日本の大相撲力士・千代の富士貢の半生を描いた伝記ドラマである。
作品概要
千代の富士の現役引退(1991年5月14日)を機に制作されたドラマ。史上初の通算1,000勝を達成、国民栄誉賞も獲得するなど、日本の大相撲界に燦然と輝く大偉業を成し遂げた千代の富士の少年時代から、駆り出された町内相撲大会がきっかけで九重親方にスカウトされ力士として入門、そして大相撲史上に残る大横綱となるまでの過程を、実話を基として描いた。全シリーズに共通してオープニングに、監修を務めた向坂松彦の千代の富士に対するインタビューや解説があり、その後に展開されるドラマの内容を暗示させる構成となっている。
エンディングテーマを、同じ北海道出身・同い年の友人である松山千春が担当し、第1部では黒柳徹子がナレーションを担当した。

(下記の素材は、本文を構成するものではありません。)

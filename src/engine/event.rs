//! Internal event types for the engine select loop.

use super::{command::Command, timers::Expired};
use crate::{
    error::ClientError,
    transport::{Link, TransportEvent},
};

/// Events returned by [`Engine::next_event`][super::Engine::next_event].
pub(super) enum Event {
    /// Output of the open link. `None` means the link ended silently.
    Link(Option<TransportEvent>),
    /// A command from a client handle. `None` once every handle is dropped.
    Command(Option<Command>),
    /// The pending open finished.
    Opened(Result<Box<dyn Link>, ClientError>),
    Timer(Expired),
    /// The connection has been idle for the keepalive delay.
    Keepalive,
    Retry,
    /// The node did not complete a requested close in time.
    CloseDeadline,
}
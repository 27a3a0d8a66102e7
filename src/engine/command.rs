//! Commands sent from client handles to the engine.

use std::time::Duration;

use serde_json::Value;
use tokio::sync::oneshot;

use super::state::Reply;
use crate::{api::ApiName, options::ConnectionOptions, request::Request};

/// Requests handled by the engine task.
#[derive(Debug)]
pub(crate) enum Command {
    Connect {
        url: String,
        options: ConnectionOptions,
        reply: Reply<()>,
    },
    Call {
        request: Request,
        timeout: Option<Duration>,
        reply: Reply<Value>,
    },
    Close {
        reply: Reply<()>,
    },
    Reconnect {
        reply: Reply<()>,
    },
    ApiId {
        api: ApiName,
        reply: oneshot::Sender<Option<u32>>,
    },
}
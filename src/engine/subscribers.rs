//! Table of notice subscribers.

use std::collections::HashMap;

use crate::{
    error::ProtocolError,
    request::{NoticeHandler, Request},
};

#[derive(Debug)]
struct Subscriber {
    request: Request,
    armed: bool,
}

/// Subscribers keyed by the id of the call that registered them.
///
/// A subscriber is created unarmed when its subscribing call is written and
/// armed by that call's first successful reply. Notices for unarmed
/// subscribers are protocol violations.
#[derive(Debug, Default)]
pub(crate) struct SubscriberTable {
    entries: HashMap<u64, Subscriber>,
}

impl SubscriberTable {
    pub(crate) fn insert(&mut self, id: u64, request: Request) {
        debug_assert!(request.is_subscription());
        self.entries.insert(id, Subscriber {
            request,
            armed: false,
        });
    }

    /// Arm the subscriber registered by call `id`, if any.
    pub(crate) fn arm(&mut self, id: u64) {
        if let Some(entry) = self.entries.get_mut(&id) {
            entry.armed = true;
        }
    }

    pub(crate) fn remove(&mut self, id: u64) { self.entries.remove(&id); }

    pub(crate) fn contains(&self, id: u64) -> bool { self.entries.contains_key(&id) }

    pub(crate) fn clear(&mut self) { self.entries.clear(); }

    /// Handler for a notice addressed to `id`.
    ///
    /// # Errors
    ///
    /// Fails when no subscriber has that id or it is not yet armed.
    pub(crate) fn handler(&self, id: u64) -> Result<NoticeHandler, ProtocolError> {
        let entry = self
            .entries
            .get(&id)
            .ok_or(ProtocolError::UnknownSubscriber(id))?;
        if !entry.armed {
            return Err(ProtocolError::UnarmedSubscriber(id));
        }
        entry
            .request
            .handler()
            .cloned()
            .ok_or(ProtocolError::UnknownSubscriber(id))
    }

    /// Remove every subscriber and return the armed ones' requests, oldest
    /// first.
    pub(crate) fn drain_armed(&mut self) -> Vec<Request> {
        let mut armed: Vec<_> = self
            .entries
            .drain()
            .filter(|(_, entry)| entry.armed)
            .collect();
        armed.sort_unstable_by_key(|(id, _)| *id);
        armed.into_iter().map(|(_, entry)| entry.request).collect()
    }
}
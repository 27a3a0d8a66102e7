//! Two-stage call timers.
//!
//! A call first waits for its soft timeout. When that expires the call gets a
//! short grace period before it is rejected, so a reply racing the deadline
//! still reaches its caller.

use std::{future::poll_fn, time::Duration};

use tokio_util::time::{DelayQueue, delay_queue::Key};

/// Extra time granted after a soft timeout expires.
pub(crate) const GRACE_PERIOD: Duration = Duration::from_millis(100);

/// Timer stage.
#[derive(Clone, Copy, Debug, PartialEq, Eq)]
pub(crate) enum Stage {
    Soft,
    Grace,
}

/// A timer that fired.
#[derive(Clone, Copy, Debug, PartialEq, Eq)]
pub(crate) struct Expired {
    pub(crate) id: u64,
    pub(crate) stage: Stage,
}

/// Deadlines for every pending call.
#[derive(Default)]
pub(crate) struct CallTimers {
    queue: DelayQueue<(u64, Stage)>,
}

impl CallTimers {
    /// Start the soft stage for call `id`.
    pub(crate) fn start(&mut self, id: u64, timeout: Duration) -> Key {
        self.queue.insert((id, Stage::Soft), timeout)
    }

    /// Start the grace stage for call `id`.
    pub(crate) fn grace(&mut self, id: u64) -> Key { self.queue.insert((id, Stage::Grace), GRACE_PERIOD) }

    /// Stop a timer. Keys for timers that already fired are ignored.
    pub(crate) fn cancel(&mut self, key: &Key) { let _ = self.queue.try_remove(key); }

    pub(crate) fn clear(&mut self) { self.queue.clear(); }

    pub(crate) fn is_empty(&self) -> bool { self.queue.is_empty() }

    /// Wait for the next timer to fire.
    ///
    /// Resolves to `None` when no timers are pending. Cancel safe.
    pub(crate) async fn next_expired(&mut self) -> Option<Expired> {
        let expired = poll_fn(|cx| self.queue.poll_expired(cx)).await?;
        let (id, stage) = expired.into_inner();
        Some(Expired { id, stage })
    }
}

なお、当番組のエンディングテーマは千代の富士の死去後にお別れの会が両国国技館で開催された際に松山が披露している。
あらすじ
- 第1部
- 北海道で貧しい漁師の家に生まれた秋元貢は、陸上競技でオリンピックに出場する夢を持っていたが、町内相撲大会をきっかけに九重部屋にスカウトされ、「卒業までの半年間、東京の中学校に通わせる」という誘い文句に乗り、家族と離れて上京する。貢は相撲取りになる気はまったくなかったが、親代わりの九重親方(元横綱千代の山)とおかみさんの熱意に負け、新弟子検査を受け「千代の富士」として角界入りする。まだ華奢で粗削りだったが、闘志漲る顔立ちから「ウルフ」というニックネームを付けられる。
- 第2部(青春篇)
- 千代の富士は少年から大人の力士へと成長していくが、肩の脱臼癖に泣かされ幕内に定着できず、師である九重親方を病で亡くす。くすぶる千代の富士に対し、部屋を継承した九重親方(元横綱北の富士)は怪我をしない取り口を覚えるよう助言する。そんな折、九州で出逢ったファッションデザイナー見習いの久美子に一目惚れし、生涯のパートナーとして歩み始める。千代の富士は脱臼予防のためトレーニングで筋肉の鎧をまとい、瞬発力を活かした速攻相撲を身につけ、破竹の勢いで初優勝と大関昇進を果たし、日本全国に「ウルフフィーバー」を巻き起こす。
- 第3部(栄光への道)
- 綱取りを目指す千代の富士は、苦労人の両親に新居を贈ろうと奮起し、相撲に集中するためしばし久美子と距離を置く。ついに第58代横綱の地位に到達すると、晴れて久美子と結婚し、子宝にも恵まれ、土俵では53連勝など「小さな大横綱」への道を邁進する。試練の時は1989年…肩を脱臼して休場する間に、生まれたばかりの末娘が急死する。しかし、千代の富士は心身ともどん底の日々から再起し、劇的な復活優勝を果たして、国民栄誉賞を授与される。
放送日時
第3部第1回は日曜21:00 - 22:24の30分拡大版で放送、そして第2回は日曜21:30 - 22:24と30分繰り下げて放送した[1]。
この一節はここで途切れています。